24 bölüm daha sonra tekrar üçe bölünür ve her biri yaklaşık 5 gün süren toplam 72 mikro mevsim) oluşur. Ne güzel…

İlkbahar, yaz, sonbahar ve kış olmak üzere dört mevsimin her birinin özünde, shunbun (ilkbahar ekinoksu), geshi (yaz gündönümü), shubun (sonbahar ekinoksu) ve toji (kış gündönümü) ile başlayan ekinokslar ve gündönümleri yer alıyor.

Her mevsimin başlangıcı ayrıca risshun (ilkbaharın başlangıcı), rikka (yaz başlangıcı), risshu (sonbaharın başlangıcı) ve ritto'da (kış başlangıcı) gözlemlenir. Bu belirteçler 24 mevsimsel noktadan 8'ini oluşturur. Diğer kalan 16 nokta, yağmur, kar ve tarımsal ürün döngüsünün ilerlemesi gibi hava ve tarımsal unsurlardan büyük ölçüde etkilenir ve usui (yağmur suyu), keichitsu (böcekler uyanır), shosho (yönetilebilir ısı) veya hakuro (beyaz çiy) gibi isimler içerir. Aynı şekilde, 72 mikro mevsimin isimleri, o anda doğal dünyada gerçekleşen gerçek bir olayla doğrudan ilişkili olan çok somut ifadeler.

Bitkilerin ve hayvanların doğal döngülerinden oluşan şiirsel tanımlamalar içeriyor bu mikro mevsimler.

Birkaç örnek verelim:

“Bambu filizleri filizlenmeye başlar mevsimi"

“Dua eden peygamberdeveleri yumurtadan çıkar mevsimi"

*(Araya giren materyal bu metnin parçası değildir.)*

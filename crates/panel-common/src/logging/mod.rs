//! Per-component log channels.
//!
//! A [`LogChannel`](channel::LogChannel) owns a private `tracing` dispatcher
//! with two sinks:
//!
//! 1. stdout, and
//! 2. a daily-rolled file under `{root}/Components/.../{App}/`.
//!
//! Both render the template
//! `[{application} {HH:mm:ss.ff} {LVL}] {message}` followed by an optional
//! exception block.  After the sinks have been written, the record is fanned
//! out to the subscribers of a [`LogEventBus`](bus::LogEventBus).
//!
//! ```text
//! LogChannel::information("hi")
//!  ├─ tracing::dispatcher::with_default(channel dispatch)
//!  │    ├─ fmt layer → stdout
//!  │    └─ fmt layer → tracing_appender daily file
//!  └─ LogEventBus::publish_record(LogRecord { .. })
//! ```

use std::path::PathBuf;

use thiserror::Error;

pub mod bus;
pub mod channel;
pub mod files;
pub mod format;
pub mod settings;

/// Error type for log channel construction and log directory inspection.
#[derive(Debug, Error)]
pub enum LogError {
    /// A file system I/O error occurred.
    #[error("I/O error accessing log directory {path}")]
    Io {
        path: PathBuf,
        #[source]
        source: std::io::Error,
    },

    /// The rolling file sink could not be opened.
    #[error("failed to open log file sink in {path}")]
    FileSink {
        path: PathBuf,
        #[source]
        source: tracing_appender::rolling::InitError,
    },
}

// ── Tests ─────────────────────────────────────────────────────────────────────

"Uzaktaki gök gürültüsü mevsimi"

"Kurbağalar şarkı söylemeye başlar mevsimi"

“Yağmur toprağı nemlendirir mevsimi"

"Ilık rüzgarlar mevsimi”

Pek çoğunu çok sıkıcı bulduğum ve genelde Ruslar kadar asık suratlı olan modern kentli Japonlar pek kutlamazmış ama aralarında neşe ve mutluluk için sebep arayanlara 72 güzel sebep veriyor kendi biricik kadim kültürleri.

Zaman hızla akıyor. Hızla bu akışı gözden geçirmemiz ve sık sık duraklar eklememiz gerek. Dört mevsimi ayrı, daha yönetilebilir parçalara ve sonra o parçaları daha özel detaylarda parçalara böldüğünüzde, durup düşünmek için zamanınız olur.

Yakın fiziksel çevremize ve tabiata daha dikkatli bir şekilde bakarız.

“Eşi benzeri görülmemiş küresel belirsizlik zamanında, mücadelemiz dünyamızla barışçıl bir şekilde bir arada yaşamayı ön plana çıkaran sürdürülebilir yaşam paradigmaları bulmaktır.” diye anlatıyor bir Japon blog yazarı.

Gezegendeki yolculuğumuzu yeniden kalibre etmek, yavaşlamak, doğanın ritmine uymak için, daha kısa kutlama duraklarına ve kesinlikle “İlk şeftali çiçekleri mevsimi” gibi ek, mikro mevsimlere ihtiyacımız var.